Abstract

The management of severe adult respiratory distress syndrome in critically injured patients requires the frequent measurement of arterial blood gases for adjustment of cardiovascular and ventilatory support. Since these require blood withdrawal and laboratory determinations, a noninvasive method of assessment of arterial gas tensions would permit more frequent assessment of the patient as well as permitting rapid changes in the patient's ventilatory status to be detected earlier in the clinical course. The role of transcutaneous O2 and CO2 tension in providing these measurements was evaluated in 92 studies in 38 critically ill patients with ARDS due to trauma and/or sepsis.
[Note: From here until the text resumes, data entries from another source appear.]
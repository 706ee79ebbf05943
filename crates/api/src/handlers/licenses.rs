//! Handlers for the `/licenses` resource.

use assetflow_core::error::CoreError;
use assetflow_core::license::{
    days_until, validate_seats, LicenseStatus, MAX_SOFTWARE_NAME_LEN,
};
use assetflow_core::search::like_pattern;
use assetflow_core::types::{Date, DbId};
use assetflow_core::validation::{parse_optional_date, require_text};
use assetflow_db::models::license::{
    CreateLicense, License, LicenseFilter, LicenseWithAsset, UpdateLicense,
};
use assetflow_db::repositories::{AssetRepo, LicenseRepo};
use axum::extract::{Path, Query, State};
use axum::http::StatusCode;
use axum::Json;
use rust_decimal::Decimal;
use serde::{Deserialize, Serialize};

use crate::error::{AppError, AppResult};
use crate::extract::AppJson;
use crate::middleware::auth::AuthUser;
use crate::middleware::rbac::RequireManager;
use crate::query::DaysParams;
use crate::response::DataResponse;
use crate::state::AppState;

#[derive(Debug, Default, Deserialize)]
pub struct ListLicensesQuery {
    pub status: Option<String>,
    pub asset_id: Option<DbId>,
    /// Case-insensitive substring match.
    pub software_name: Option<String>,
}

/// Request body for `POST /licenses`; also used for `PUT /licenses/{id}`,
/// where absent fields are left unchanged.
#[derive(Debug, Deserialize)]
pub struct LicenseRequest {
    pub asset_id: Option<DbId>,
    pub software_name: Option<String>,
    pub license_key: Option<String>,
    pub vendor: Option<String>,
    pub purchase_date: Option<String>,
    pub expiration_date: Option<String>,
    pub cost: Option<Decimal>,
    pub seats: Option<i32>,
    pub status: Option<String>,
}

#[derive(Debug, Clone, Serialize)]
pub struct LicenseAsset {
    pub id: DbId,
    pub name: String,
    pub serial_number: Option<String>,
}

#[derive(Debug, Serialize)]
pub struct LicenseResponse {
    #[serde(flatten)]
    pub license: License,
    pub asset: Option<LicenseAsset>,
    #[serde(skip_serializing_if = "Option::is_none")]
    pub days_until_expiry: Option<i64>,
}

impl From<LicenseWithAsset> for LicenseResponse {
    fn from(row: LicenseWithAsset) -> Self {
        let asset = row
            .license
            .asset_id
            .zip(row.asset_name)
            .map(|(id, name)| LicenseAsset {
                id,
                name,
                serial_number: row.asset_serial_number,
            });
        Self {
            license: row.license,
            asset,
            days_until_expiry: None,
        }
    }
}

/// GET /api/v1/licenses
pub async fn list_licenses(
    State(state): State<AppState>,
    _auth_user: AuthUser,
    Query(params): Query<ListLicensesQuery>,
) -> AppResult<Json<DataResponse<Vec<LicenseResponse>>>> {
    let filter = LicenseFilter {
        status: params
            .status
            .as_deref()
            .map(LicenseStatus::parse)
            .transpose()?
            .map(|s| s.as_str().to_string()),
        asset_id: params.asset_id,
        software_name: like_pattern(params.software_name.as_deref()),
    };

    let rows = LicenseRepo::list(&state.pool, &filter).await?;
    Ok(Json(DataResponse {
        data: rows.into_iter().map(LicenseResponse::from).collect(),
    }))
}

/// POST /api/v1/licenses
pub async fn create_license(
    State(state): State<AppState>,
    RequireManager(user): RequireManager,
    AppJson(input): AppJson<LicenseRequest>,
) -> AppResult<(StatusCode, Json<DataResponse<LicenseResponse>>)> {
    let software_name = require_text(
        "software_name",
        input.software_name.as_deref(),
        MAX_SOFTWARE_NAME_LEN,
    )?;
    let seats = input.seats.unwrap_or(1);
    validate_seats(seats)?;
    let status = match input.status.as_deref() {
        Some(s) => LicenseStatus::parse(s)?,
        None => LicenseStatus::Active,
    };
    validate_cost(input.cost)?;
    if let Some(asset_id) = input.asset_id {
        ensure_asset_exists(&state, asset_id).await?;
    }

    let create = CreateLicense {
        asset_id: input.asset_id,
        software_name,
        license_key: input.license_key,
        vendor: input.vendor,
        purchase_date: parse_optional_date("purchase_date", input.purchase_date.as_deref())?,
        expiration_date: parse_optional_date(
            "expiration_date",
            input.expiration_date.as_deref(),
        )?,
        cost: input.cost,
        seats,
        status: status.as_str().to_string(),
    };

    let license = LicenseRepo::create(&state.pool, &create).await?;
    tracing::info!(license_id = license.id, user_id = user.user_id, "License created");

    let data = load_license(&state, license.id).await?;
    Ok((StatusCode::CREATED, Json(DataResponse { data })))
}

/// GET /api/v1/licenses/expiring
///
/// Active licenses expiring within `days` (default 30), soonest first.
pub async fn list_expiring_licenses(
    State(state): State<AppState>,
    _auth_user: AuthUser,
    Query(params): Query<DaysParams>,
) -> AppResult<Json<DataResponse<Vec<LicenseResponse>>>> {
    let today = chrono::Utc::now().date_naive();
    let (from, to) = params.window(today)?;

    let rows = LicenseRepo::list_expiring(&state.pool, from, to).await?;
    Ok(Json(DataResponse {
        data: rows
            .into_iter()
            .map(|row| with_days_until_expiry(row, today))
            .collect(),
    }))
}

/// GET /api/v1/licenses/{id}
pub async fn get_license(
    State(state): State<AppState>,
    _auth_user: AuthUser,
    Path(id): Path<DbId>,
) -> AppResult<Json<DataResponse<LicenseResponse>>> {
    let data = load_license(&state, id).await?;
    Ok(Json(DataResponse { data }))
}

/// PUT /api/v1/licenses/{id}
pub async fn update_license(
    State(state): State<AppState>,
    RequireManager(user): RequireManager,
    Path(id): Path<DbId>,
    AppJson(input): AppJson<LicenseRequest>,
) -> AppResult<Json<DataResponse<LicenseResponse>>> {
    let software_name = input
        .software_name
        .as_deref()
        .map(|n| require_text("software_name", Some(n), MAX_SOFTWARE_NAME_LEN))
        .transpose()?;
    if let Some(seats) = input.seats {
        validate_seats(seats)?;
    }
    let status = input
        .status
        .as_deref()
        .map(LicenseStatus::parse)
        .transpose()?
        .map(|s| s.as_str().to_string());
    validate_cost(input.cost)?;
    if let Some(asset_id) = input.asset_id {
        ensure_asset_exists(&state, asset_id).await?;
    }

    let patch = UpdateLicense {
        asset_id: input.asset_id,
        software_name,
        license_key: input.license_key,
        vendor: input.vendor,
        purchase_date: parse_optional_date("purchase_date", input.purchase_date.as_deref())?,
        expiration_date: parse_optional_date(
            "expiration_date",
            input.expiration_date.as_deref(),
        )?,
        cost: input.cost,
        seats: input.seats,
        status,
    };

    LicenseRepo::update(&state.pool, id, &patch)
        .await?
        .ok_or(AppError::Core(CoreError::NotFound {
            entity: "License",
            id,
        }))?;
    tracing::info!(license_id = id, user_id = user.user_id, "License updated");

    let data = load_license(&state, id).await?;
    Ok(Json(DataResponse { data }))
}

/// DELETE /api/v1/licenses/{id}
pub async fn delete_license(
    State(state): State<AppState>,
    RequireManager(user): RequireManager,
    Path(id): Path<DbId>,
) -> AppResult<StatusCode> {
    if !LicenseRepo::delete(&state.pool, id).await? {
        return Err(AppError::Core(CoreError::NotFound {
            entity: "License",
            id,
        }));
    }
    tracing::info!(license_id = id, user_id = user.user_id, "License deleted");
    Ok(StatusCode::NO_CONTENT)
}

// ---------------------------------------------------------------------------
// Helpers
// ---------------------------------------------------------------------------

async fn load_license(state: &AppState, id: DbId) -> AppResult<LicenseResponse> {
    LicenseRepo::find_by_id(&state.pool, id)
        .await?
        .map(LicenseResponse::from)
        .ok_or(AppError::Core(CoreError::NotFound {
            entity: "License",
            id,
        }))
}

async fn ensure_asset_exists(state: &AppState, asset_id: DbId) -> AppResult<()> {
    AssetRepo::find_by_id(&state.pool, asset_id)
        .await?
        .map(|_| ())
        .ok_or(AppError::Core(CoreError::NotFound {
            entity: "Asset",
            id: asset_id,
        }))
}

fn validate_cost(cost: Option<Decimal>) -> Result<(), CoreError> {
    match cost {
        Some(c) if c.is_sign_negative() => {
            Err(CoreError::Validation("cost must not be negative".into()))
        }
        _ => Ok(()),
    }
}

fn with_days_until_expiry(row: LicenseWithAsset, today: Date) -> LicenseResponse {
    let days = row.license.expiration_date.map(|d| days_until(d, today));
    LicenseResponse {
        days_until_expiry: days,
        ..LicenseResponse::from(row)
    }
}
All patients were normodynamic or hyperdynamic at the time of study (cardiac index 2.5 to 7.6 L/min/m2) and were intubated and on increased inspired oxygen fractions (FIO2 = 30 to 100%) delivered by mechanical ventilation, had a range of body temperature from 35.0 to 39.5 degrees C and pH from 7.29 to 7.57 The data from a transcutaneous O2 and CO2 sensor applied to the skin of the anterior thorax were analyzed by multiple regression analysis of variances. Prediction of the arterial oxygen tension (PaO2) from 52 to 253 torr was possible from regression-corrected measurements of the transcutaneous O2 (TcO2): [PaO2 = 1.1 (TcO2) - 0.28 (FIO2) + 45.5]. The arterial carbon dioxide tension (PaCO2) from 26 to 57 torr was predicted from the transcutaneous CO2 (TcCO2):[PaCO2 = 0.76 (TcCO2) + 0.06 (FIO2) + 0.035 (TcO2) + 4.1]. With these corrections, a noninvasive Respiratory Index was computed for assessing ARDS severity, and dynamic changes in arterial gases could be followed in response to postural changes, ventilatory alterations, or cardiovascular perturbations. These data suggest that a reasonable estimate of the arterial blood gases can be obtained from a regression-corrected measurement of the transcutaneous O2 and CO2 tensions in critically injured normodynamic or hyperdynamic ARDS patients.